TASK BRIEF: Your result should be the lines holding the word "number", copied from the entries below.

SOURCE DATA:
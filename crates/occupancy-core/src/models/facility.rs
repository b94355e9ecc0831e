use std::fmt;
use std::num::NonZeroU32;

use serde::{Deserialize, Serialize};

use crate::utils::parse_leading_int;

/// Maximum number of facilities resolved in one refresh cycle.
pub const MAX_REQUESTED_FACILITIES: usize = 3;

/// Positive integer identifying a facility ("WOF 3" -> 3).
#[derive(Debug, Clone, Copy, PartialEq, Eq, PartialOrd, Ord, Hash, Serialize, Deserialize)]
#[serde(try_from = "u32", into = "u32")]
pub struct FacilityId(NonZeroU32);

impl FacilityId {
    /// Facility 1.
    pub const MIN: FacilityId = FacilityId(NonZeroU32::MIN);

    /// Returns `None` for zero.
    pub fn new(id: u32) -> Option<Self> {
        NonZeroU32::new(id).map(Self)
    }

    /// Accepts only values in `1..=u32::MAX`.
    pub fn from_i64(id: i64) -> Option<Self> {
        u32::try_from(id).ok().and_then(Self::new)
    }

    pub fn get(self) -> u32 {
        self.0.get()
    }
}

impl fmt::Display for FacilityId {
    fn fmt(&self, f: &mut fmt::Formatter<'_>) -> fmt::Result {
        write!(f, "{}", self.0)
    }
}

impl TryFrom<u32> for FacilityId {
    type Error = String;

    fn try_from(value: u32) -> Result<Self, Self::Error> {
        Self::new(value).ok_or_else(|| "facility id must be a positive integer".to_string())
    }
}

impl From<FacilityId> for u32 {
    fn from(id: FacilityId) -> Self {
        id.get()
    }
}

/// Resolve the requested facilities from a delimiter-separated list.
///
/// - absent or blank input yields `[default]`
/// - input without the delimiter yields its single id, or `[default]` if invalid
/// - otherwise every positive entry is kept in order, truncated to
///   [`MAX_REQUESTED_FACILITIES`], falling back to `[default]` when none survive
pub fn parse_facility_ids(
    input: Option<&str>,
    delimiter: char,
    default: FacilityId,
) -> Vec<FacilityId> {
    let input = match input.map(str::trim) {
        Some(s) if !s.is_empty() => s,
        _ => return vec![default],
    };

    if !input.contains(delimiter) {
        return match parse_leading_int(input).and_then(FacilityId::from_i64) {
            Some(id) => vec![id],
            None => vec![default],
        };
    }

    let ids: Vec<FacilityId> = input
        .split(delimiter)
        .filter_map(|part| parse_leading_int(part.trim()).and_then(FacilityId::from_i64))
        .take(MAX_REQUESTED_FACILITIES)
        .collect();

    if ids.is_empty() {
        vec![default]
    } else {
        ids
    }
}
//! Occupancy CLI - live facility occupancy in the terminal.
//!
//! Shows the current occupancy of up to three facilities, falling back to the
//! last cached reading when the network is unreachable.

mod cli;
mod render;
mod styles;

use std::io::{self, IsTerminal};
use std::ops::ControlFlow;
use std::path::PathBuf;
use std::process::ExitCode;

use anyhow::{Context, Result};
use clap::Parser;
use crossterm::{
    cursor::MoveTo,
    execute,
    terminal::{Clear, ClearType},
};
use tracing::{info, warn};
use tracing_appender::non_blocking::WorkerGuard;
use tracing_subscriber::{fmt, prelude::*, EnvFilter};

use occupancy_core::{
    parse_facility_ids, watch, Config, CycleReport, FileBlobStore, HttpFetcher,
    RefreshError, RefreshOrchestrator, TableParser,
};

use cli::Cli;
use render::{render_failure, render_report, RenderOptions};

/// Directory for a daily-rolling log file, in addition to stderr
const LOG_DIR_ENV: &str = "OCCUPANCY_LOG_DIR";

/// Initialize the tracing subscriber for logging.
///
/// The returned guard flushes the file log on drop and must outlive `main`'s work.
fn init_tracing(log_dir: Option<PathBuf>) -> Option<WorkerGuard> {
    // Use RUST_LOG env var to control log level (e.g., RUST_LOG=debug)
    let filter = EnvFilter::try_from_default_env()
        .unwrap_or_else(|_| EnvFilter::new("warn"));

    let (file_layer, guard) = match log_dir {
        Some(dir) => {
            let appender = tracing_appender::rolling::daily(dir, "occupancy.log");
            let (writer, guard) = tracing_appender::non_blocking(appender);
            (Some(fmt::layer().with_writer(writer).with_ansi(false)), Some(guard))
        }
        None => (None, None),
    };

    tracing_subscriber::registry()
        .with(fmt::layer().with_writer(io::stderr))
        .with(file_layer)
        .with(filter)
        .init();

    guard
}

#[tokio::main]
async fn main() -> Result<ExitCode> {
    // Load .env file if present (silently ignore if not found)
    let _ = dotenvy::dotenv();

    let cli = Cli::parse();
    let _log_guard = init_tracing(std::env::var_os(LOG_DIR_ENV).map(PathBuf::from));

    let mut config = match &cli.config {
        Some(path) => Config::load_from(path)?,
        None => Config::load()?,
    };
    if let Some(enabled) = cli.offline_mode {
        config.offline_mode_enabled = enabled;
    }
    if cli.no_color {
        config.color_coding_enabled = false;
    }
    if cli.no_timestamp {
        config.timestamp_enabled = false;
    }

    if cli.write_config {
        match &cli.config {
            Some(path) => config.save_to(path)?,
            None => config.save()?,
        }
        println!("Configuration written");
        return Ok(ExitCode::SUCCESS);
    }

    let cache_dir = match &cli.cache_dir {
        Some(dir) => dir.clone(),
        None => config.cache_dir()?,
    };
    let blobs = FileBlobStore::new(cache_dir.clone())
        .with_context(|| format!("Failed to open cache directory: {}", cache_dir.display()))?;
    info!(cache_dir = %blobs.dir().display(), "Using cache directory");
    let parser = TableParser::new(&config.facility_label)
        .context("Invalid facility label")?;
    let fetcher = HttpFetcher::new(config.fetch_timeout())?;

    let facilities = parse_facility_ids(
        cli.facilities.as_deref(),
        config.facility_delimiter,
        config.default_facility,
    );
    let opts = RenderOptions {
        label: config.facility_label.clone(),
        color: config.color_coding_enabled && io::stdout().is_terminal(),
        timestamp: config.timestamp_enabled,
    };

    let orchestrator = RefreshOrchestrator::new(config, fetcher, blobs, parser);
    info!(facilities = ?facilities, "Occupancy starting");

    if cli.cleanup {
        let removed = orchestrator.cleanup_cache()?;
        println!("Removed {} expired cache entries", removed);
        return Ok(ExitCode::SUCCESS);
    }

    if cli.watch {
        let clear = !cli.json && io::stdout().is_terminal();
        let watching = watch(&orchestrator, &facilities, |outcome| {
            if clear {
                if let Err(e) = execute!(io::stdout(), Clear(ClearType::All), MoveTo(0, 0)) {
                    warn!(error = %e, "Failed to clear terminal");
                }
            }
            if let Err(e) = print_outcome(outcome, &opts, cli.json) {
                warn!(error = %e, "Failed to print report");
            }
            ControlFlow::Continue(())
        });

        tokio::select! {
            _ = watching => {}
            signal = tokio::signal::ctrl_c() => {
                signal.context("Failed to listen for Ctrl-C")?;
                info!("Interrupted, shutting down");
            }
        }
        return Ok(ExitCode::SUCCESS);
    }

    let outcome = orchestrator.run_cycle(&facilities).await;
    if print_outcome(&outcome, &opts, cli.json)? {
        Ok(ExitCode::SUCCESS)
    } else {
        Ok(ExitCode::FAILURE)
    }
}

/// Print a cycle outcome; returns whether it produced any data.
fn print_outcome(
    outcome: &Result<CycleReport, RefreshError>,
    opts: &RenderOptions,
    json: bool,
) -> Result<bool> {
    match outcome {
        Ok(report) if json => {
            println!("{}", serde_json::to_string_pretty(report)?);
            Ok(true)
        }
        Ok(report) => {
            println!("{}", render_report(report, opts));
            Ok(true)
        }
        Err(e) if json => {
            let error = serde_json::json!({ "error": e.to_string() });
            println!("{}", serde_json::to_string_pretty(&error)?);
            Ok(false)
        }
        Err(e) => {
            eprintln!("{}", render_failure(e));
            Ok(false)
        }
    }
}
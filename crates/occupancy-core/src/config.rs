//! Application configuration management.
//!
//! Every option has a default, so a missing or partial config file is fine.
//! Configuration is stored at `~/.config/occupancy/config.json`.

use std::path::{Path, PathBuf};

use anyhow::{Context, Result};
use serde::{Deserialize, Serialize};

use crate::models::FacilityId;

/// Application name used for config/cache directory paths
const APP_NAME: &str = "occupancy";

/// Config file name
const CONFIG_FILE: &str = "config.json";

const DEFAULT_SOURCE_URL: &str = "https://app.wof.de/besucher/";
const DEFAULT_PROBE_URL: &str = "https://www.apple.com/library/test/success.html";

#[derive(Debug, Clone, Serialize, Deserialize)]
#[serde(default)]
pub struct Config {
    /// Serve cached readings when the network is unreachable.
    pub offline_mode_enabled: bool,
    pub color_coding_enabled: bool,
    pub timestamp_enabled: bool,
    /// Facility used when no valid identifier is requested.
    pub default_facility: FacilityId,
    pub cache_max_age_minutes: u32,
    pub refresh_interval_minutes: u32,
    pub cleanup_interval_hours: u32,
    pub cleanup_max_age_days: u32,
    pub probe_timeout_secs: u64,
    pub fetch_timeout_secs: u64,
    pub source_url: String,
    pub probe_url: String,
    /// Text the probe response must contain to count as "online".
    pub probe_marker: String,
    /// Label preceding the facility number in the listing ("WOF 3").
    pub facility_label: String,
    pub facility_delimiter: char,
}

impl Default for Config {
    fn default() -> Self {
        Self {
            offline_mode_enabled: true,
            color_coding_enabled: true,
            timestamp_enabled: true,
            default_facility: FacilityId::MIN,
            cache_max_age_minutes: 60,
            refresh_interval_minutes: 15,
            cleanup_interval_hours: 24,
            cleanup_max_age_days: 7,
            probe_timeout_secs: 5,
            fetch_timeout_secs: 30,
            source_url: DEFAULT_SOURCE_URL.to_string(),
            probe_url: DEFAULT_PROBE_URL.to_string(),
            probe_marker: "Success".to_string(),
            facility_label: "WOF".to_string(),
            facility_delimiter: ';',
        }
    }
}

impl Config {
    /// Load from the default location, falling back to defaults if absent.
    pub fn load() -> Result<Self> {
        Self::load_from(&Self::config_path()?)
    }

    pub fn load_from(path: &Path) -> Result<Self> {
        if path.exists() {
            let contents = std::fs::read_to_string(path)
                .with_context(|| format!("Failed to read config file: {}", path.display()))?;
            serde_json::from_str(&contents)
                .with_context(|| format!("Failed to parse config file: {}", path.display()))
        } else {
            Ok(Self::default())
        }
    }

    pub fn save(&self) -> Result<()> {
        self.save_to(&Self::config_path()?)
    }

    pub fn save_to(&self, path: &Path) -> Result<()> {
        if let Some(parent) = path.parent() {
            std::fs::create_dir_all(parent)?;
        }
        let contents = serde_json::to_string_pretty(self)?;
        std::fs::write(path, contents)?;
        Ok(())
    }

    pub fn config_path() -> Result<PathBuf> {
        let config_dir = dirs::config_dir()
            .ok_or_else(|| anyhow::anyhow!("Could not find config directory"))?;
        Ok(config_dir.join(APP_NAME).join(CONFIG_FILE))
    }

    pub fn cache_dir(&self) -> Result<PathBuf> {
        let cache_dir = dirs::cache_dir()
            .ok_or_else(|| anyhow::anyhow!("Could not find cache directory"))?;
        Ok(cache_dir.join(APP_NAME))
    }

    pub fn cache_max_age(&self) -> chrono::Duration {
        chrono::Duration::minutes(i64::from(self.cache_max_age_minutes))
    }

    pub fn refresh_interval(&self) -> chrono::Duration {
        chrono::Duration::minutes(i64::from(self.refresh_interval_minutes))
    }

    pub fn cleanup_interval(&self) -> std::time::Duration {
        std::time::Duration::from_secs(u64::from(self.cleanup_interval_hours) * 3600)
    }

    pub fn cleanup_max_age(&self) -> chrono::Duration {
        chrono::Duration::days(i64::from(self.cleanup_max_age_days))
    }

    pub fn probe_timeout(&self) -> std::time::Duration {
        std::time::Duration::from_secs(self.probe_timeout_secs)
    }

    pub fn fetch_timeout(&self) -> std::time::Duration {
        std::time::Duration::from_secs(self.fetch_timeout_secs)
    }
}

FINAL ANSWER:
/// Maximum number of facilities resolved in one refresh cycle.
    /// Label preceding the facility number in the listing ("WOF 3").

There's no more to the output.